▶ [What is expected]: From the listing below, pull out every line where the string "MetricsSink" appears.
[Start of Attachment]
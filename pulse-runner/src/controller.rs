//! Test loop controller
//!
//! Runs the full test case set, checks the elapsed time, sleeps for the
//! configured interval and repeats. The duration check happens only after a
//! complete repetition, so a set is always executed at least once and a slow
//! repetition may overrun the configured duration.
//!
//! A [`CancellationToken`] can end the run early. It is observed before each
//! case and while sleeping, never in the middle of an in-flight request.

use crate::config::TestConfig;
use crate::error::{RunnerError, RunnerResult};
use crate::executor::{RequestExecutor, RequestFailure, RequestOutcome};
use crate::test_case::{TestCase, TestCaseSet};
use crate::validator::{validate, Validation};
use chrono::{DateTime, Utc};
use parking_lot::Mutex;
use pulse_http::HttpClient;
use pulse_metrics::{MetricType, MetricsEmitter, MetricsSink};
use serde::Serialize;
use std::sync::Arc;
use std::time::Duration;
use tokio::time::Instant;
use tokio_util::sync::CancellationToken;
use tracing::{debug, error, info};

#[derive(Debug, Clone, Copy, PartialEq, Eq, Serialize)]
#[serde(rename_all = "lowercase")]
pub enum LoopState {
    Idle,
    Running,
    Completed,
    Cancelled,
}

/// Tallies for one run
#[derive(Debug, Clone, Default, PartialEq, Serialize)]
pub struct RunReport {
    pub started_at: Option<DateTime<Utc>>,
    /// Fully executed passes over the case set
    pub repetitions: u64,
    /// Requests that reached the executor's timing window
    pub requests: u64,
    pub status_success: u64,
    pub status_error: u64,
    pub transport_errors: u64,
    pub malformed_bodies: u64,
    pub test_success: u64,
    pub test_fail: u64,
    /// Cases that could not be executed at all
    pub case_errors: u64,
    pub metric_delivery_failures: u64,
    #[serde(with = "millis")]
    pub elapsed: Duration,
    pub state: Option<LoopState>,
}

impl RunReport {
    fn record_outcome(&mut self, outcome: &RequestOutcome) {
        self.requests += 1;
        if outcome.is_status_success() {
            self.status_success += 1;
        } else {
            self.status_error += 1;
        }
        match outcome.failure {
            Some(RequestFailure::Transport { .. }) => self.transport_errors += 1,
            Some(RequestFailure::MalformedBody { .. }) => self.malformed_bodies += 1,
            _ => {}
        }
    }
}

enum Flow {
    Continue,
    Cancelled,
}

pub struct TestLoopController {
    config: TestConfig,
    executor: RequestExecutor,
    emitter: Arc<MetricsEmitter>,
    state: Mutex<LoopState>,
}

impl TestLoopController {
    /// The HTTP client and metrics sink are owned by this controller for the
    /// whole run. Samples go to the `project_name` namespace, tagged with
    /// `project_stage`.
    pub fn new(
        config: TestConfig,
        client: Arc<dyn HttpClient>,
        sink: Arc<dyn MetricsSink>,
    ) -> Self {
        let emitter = Arc::new(MetricsEmitter::new(
            sink,
            config.project_name(),
            config.project_stage(),
        ));
        let executor = RequestExecutor::new(client, emitter.clone());

        Self {
            config,
            executor,
            emitter,
            state: Mutex::new(LoopState::Idle),
        }
    }

    pub fn config(&self) -> &TestConfig {
        &self.config
    }

    pub fn state(&self) -> LoopState {
        *self.state.lock()
    }

    /// Run until the configured duration has elapsed
    pub async fn run(&self, test_cases: &TestCaseSet) -> RunnerResult<RunReport> {
        self.run_until_cancelled(test_cases, CancellationToken::new())
            .await
    }

    /// Run until the configured duration has elapsed or `token` is cancelled
    pub async fn run_until_cancelled(
        &self,
        test_cases: &TestCaseSet,
        token: CancellationToken,
    ) -> RunnerResult<RunReport> {
        {
            let mut state = self.state.lock();
            if *state != LoopState::Idle {
                return Err(RunnerError::AlreadyStarted);
            }
            *state = LoopState::Running;
        }

        info!(
            "Starting test loop {} for {}s every {}s with {} test cases",
            self.config.test_name(),
            self.config.duration_seconds(),
            self.config.interval_seconds(),
            test_cases.len()
        );

        let start_time = Instant::now();
        let duration = self.config.duration();
        let mut report = RunReport {
            started_at: Some(Utc::now()),
            ..RunReport::default()
        };

        let final_state = loop {
            if let Flow::Cancelled = self.execute_tests(test_cases, &token, &mut report).await {
                break LoopState::Cancelled;
            }
            report.repetitions += 1;

            if start_time.elapsed() >= duration {
                break LoopState::Completed;
            }

            debug!("Repetition {} finished, sleeping", report.repetitions);
            if let Flow::Cancelled = pause(self.config.interval(), &token).await {
                break LoopState::Cancelled;
            }
        };

        report.elapsed = start_time.elapsed();
        report.metric_delivery_failures = self.emitter.stats().failed();
        report.state = Some(final_state);
        *self.state.lock() = final_state;

        info!(
            "Test loop {} {:?} after {} repetitions ({} requests, {} passed, {} failed)",
            self.config.test_name(),
            final_state,
            report.repetitions,
            report.requests,
            report.test_success,
            report.test_fail
        );

        Ok(report)
    }

    /// One repetition: every case in order, each followed by its own pause
    async fn execute_tests(
        &self,
        test_cases: &TestCaseSet,
        token: &CancellationToken,
        report: &mut RunReport,
    ) -> Flow {
        for test_case in test_cases {
            if token.is_cancelled() {
                return Flow::Cancelled;
            }

            if let Err(e) = self.execute_case(test_case, report).await {
                error!(
                    "Test case {} could not be executed: {}",
                    test_case.case_type, e
                );
                report.case_errors += 1;
            }

            if let Flow::Cancelled = pause(test_case.interval(), token).await {
                return Flow::Cancelled;
            }
        }
        Flow::Continue
    }

    async fn execute_case(&self, test_case: &TestCase, report: &mut RunReport) -> RunnerResult<()> {
        let type_tag = test_case.type_tag(self.config.test_name());
        let resource_path = test_case.request_path(self.config.project_stage());

        let outcome = self
            .executor
            .request_post(
                &type_tag,
                self.config.endpoint(),
                &resource_path,
                self.config.credentials(),
                &test_case.request_body,
            )
            .await?;
        report.record_outcome(&outcome);

        let Some(ref body) = outcome.response_body else {
            return Ok(());
        };

        match validate(&test_case.expected_response, body) {
            Validation::Pass => {
                report.test_success += 1;
                self.emitter
                    .emit(MetricType::TestSuccess, 1.0, &type_tag)
                    .await;
            }
            Validation::Fail(mismatch) => {
                error!("start_request_with_timer: response compare - {}", mismatch);
                report.test_fail += 1;
                self.emitter.emit(MetricType::TestFail, 1.0, &type_tag).await;
            }
        }

        Ok(())
    }
}

/// Sleep for `duration` unless `token` is cancelled first
async fn pause(duration: Duration, token: &CancellationToken) -> Flow {
    if duration.is_zero() {
        tokio::task::yield_now().await;
        return if token.is_cancelled() {
            Flow::Cancelled
        } else {
            Flow::Continue
        };
    }

    tokio::select! {
        biased;
        _ = token.cancelled() => Flow::Cancelled,
        _ = tokio::time::sleep(duration) => Flow::Continue,
    }
}

mod millis {
    use serde::Serializer;
    use std::time::Duration;

    pub fn serialize<S>(duration: &Duration, serializer: S) -> Result<S::Ok, S::Error>
    where
        S: Serializer,
    {
        serializer.serialize_u64(duration.as_millis() as u64)
    }
}
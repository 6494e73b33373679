//! Outbound HTTP client settings

use crate::domains::utils::{default_true, serde_duration};
use crate::error::ConfigResult;
use crate::validation::{validate_positive, validate_required_string, Validatable};
use serde::{Deserialize, Serialize};
use std::time::Duration;

const TIMEOUT_SECS: u64 = 30;
const CONNECT_TIMEOUT_SECS: u64 = 10;
const IDLE_CONNECTIONS_PER_HOST: usize = 4;

#[derive(Debug, Clone, Serialize, Deserialize)]
#[serde(default)]
pub struct HttpConfig {
    /// Whole-request budget covering connect, send and reading the body.
    /// Expiry surfaces as a transport failure for that request.
    #[serde(with = "serde_duration")]
    pub timeout: Duration,

    #[serde(with = "serde_duration")]
    pub connect_timeout: Duration,

    pub user_agent: String,

    #[serde(default = "default_true")]
    pub verify_ssl: bool,

    /// Connections kept open between test cases
    pub max_idle_per_host: usize,
}

impl Default for HttpConfig {
    fn default() -> Self {
        Self {
            timeout: Duration::from_secs(TIMEOUT_SECS),
            connect_timeout: Duration::from_secs(CONNECT_TIMEOUT_SECS),
            user_agent: concat!("pulse/", env!("CARGO_PKG_VERSION")).to_string(),
            verify_ssl: true,
            max_idle_per_host: IDLE_CONNECTIONS_PER_HOST,
        }
    }
}

impl Validatable for HttpConfig {
    fn validate(&self) -> ConfigResult<()> {
        let domain = self.domain_name();
        validate_positive(self.timeout.as_secs(), "timeout", domain)?;
        validate_positive(self.connect_timeout.as_secs(), "connect_timeout", domain)?;
        validate_required_string(&self.user_agent, "user_agent", domain)?;

        if self.connect_timeout > self.timeout {
            return Err(self.validation_error(format!(
                "connect_timeout of {:?} is longer than the {:?} request timeout",
                self.connect_timeout, self.timeout
            )));
        }
        Ok(())
    }

    fn domain_name(&self) -> &'static str {
        "http"
    }
}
[End of Attachment]
▶ [Answer for the task]:
use pulse_metrics::{MetricType, MetricsEmitter, MetricsSink};
        sink: Arc<dyn MetricsSink>,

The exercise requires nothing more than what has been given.